セレブの幼稚園で教諭をしている「私」の元に、死んだはずの祖母からトランクや机といった大量の荷物が送られてきた。その3日後、「私」は飲んだ帰りに自宅で園長の息子にレイプされる。死んだはずの祖母はトランクの中に身を潜めており、レイプ現場に居合わせていた。「私」は母親に言われるがまま、刑事告訴の手続きを進めていく。その後、「私」は家を出て、祖母と5人の老女、さらに1匹の老犬と共同生活をする。

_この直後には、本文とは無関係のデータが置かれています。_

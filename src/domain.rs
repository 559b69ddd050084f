//! Trip records and the derived fields attached before loading.

use crate::constants::{MEDIUM_TRIP_MAX_MILES, SHORT_TRIP_MAX_MILES};
use crate::error::{EtlError, Result};
use chrono::NaiveDateTime;
use serde::{Deserialize, Serialize};
use std::fmt;

/// The eight base columns kept after projection. Required fields are non-null
/// because the filters already dropped rows where they were missing.
#[derive(Debug, Clone, PartialEq, Serialize, Deserialize)]
pub struct TripRecord {
    #[serde(rename = "VendorID")]
    pub vendor_id: Option<i64>,
    #[serde(rename = "tpep_pickup_datetime")]
    pub pickup: NaiveDateTime,
    #[serde(rename = "tpep_dropoff_datetime")]
    pub dropoff: NaiveDateTime,
    pub trip_distance: f64,
    #[serde(rename = "PULocationID")]
    pub pu_location_id: Option<i64>,
    #[serde(rename = "DOLocationID")]
    pub do_location_id: Option<i64>,
    pub tip_amount: Option<f64>,
    pub total_amount: f64,
}

#[derive(Debug, Clone, Copy, PartialEq, Eq, Serialize, Deserialize)]
#[serde(rename_all = "lowercase")]
pub enum DistanceSegment {
    Short,
    Medium,
    Long,
}

impl DistanceSegment {
    pub fn classify(trip_distance: f64) -> Self {
        if trip_distance <= SHORT_TRIP_MAX_MILES {
            DistanceSegment::Short
        } else if trip_distance <= MEDIUM_TRIP_MAX_MILES {
            DistanceSegment::Medium
        } else {
            DistanceSegment::Long
        }
    }

    pub fn as_str(&self) -> &'static str {
        match self {
            DistanceSegment::Short => "short",
            DistanceSegment::Medium => "medium",
            DistanceSegment::Long => "long",
        }
    }
}

impl fmt::Display for DistanceSegment {
    fn fmt(&self, f: &mut fmt::Formatter<'_>) -> fmt::Result {
        f.write_str(self.as_str())
    }
}

/// A trip with its derived fields, stored as one self-contained document.
#[derive(Debug, Clone, PartialEq, Serialize, Deserialize)]
pub struct TripDocument {
    #[serde(flatten)]
    pub trip: TripRecord,
    pub trip_duration_minutes: f64,
    pub tip_ratio: Option<f64>,
    pub distance_segment: DistanceSegment,
}

/// Whole-second difference, matching unix-timestamp arithmetic.
pub fn trip_duration_minutes(pickup: NaiveDateTime, dropoff: NaiveDateTime) -> Result<f64> {
    let secs = dropoff.and_utc().timestamp() - pickup.and_utc().timestamp();
    if secs <= 0 {
        return Err(EtlError::Transform(format!(
            "non-positive trip duration ({secs}s) between {pickup} and {dropoff}"
        )));
    }
    Ok(secs as f64 / 60.0)
}

pub fn tip_ratio(tip_amount: f64, total_amount: f64) -> Result<f64> {
    // An infinite total gives a ratio of 0.
    if total_amount.is_nan() || total_amount <= 0.0 {
        return Err(EtlError::Transform(format!(
            "tip_ratio undefined for total_amount {total_amount}"
        )));
    }
    Ok(tip_amount / total_amount)
}

impl TripRecord {
    /// Attach derived fields. Errors only if the filters were bypassed.
    pub fn enrich(self) -> Result<TripDocument> {
        let trip_duration_minutes = trip_duration_minutes(self.pickup, self.dropoff)?;
        let tip_ratio = match self.tip_amount {
            Some(tip) => Some(tip_ratio(tip, self.total_amount)?),
            None => None,
        };
        let distance_segment = DistanceSegment::classify(self.trip_distance);
        Ok(TripDocument {
            trip: self,
            trip_duration_minutes,
            tip_ratio,
            distance_segment,
        })
    }
}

 「じゃあこう言えばいいかな、物語はそれがいちばん止まりたいところで止まるのよ。でも人生はそうじゃない。人生はどうやっても終わりまで行くものなの。今日は終わり、一週間が終わり、一生が終わるまで続く。人生には結末があるけど、どの結末もすべていいとは限らない。でも記憶はいちばん美しいところで止まることができるし、いちばん美しいところで止まったものは、みんないい物語よ」(p.267)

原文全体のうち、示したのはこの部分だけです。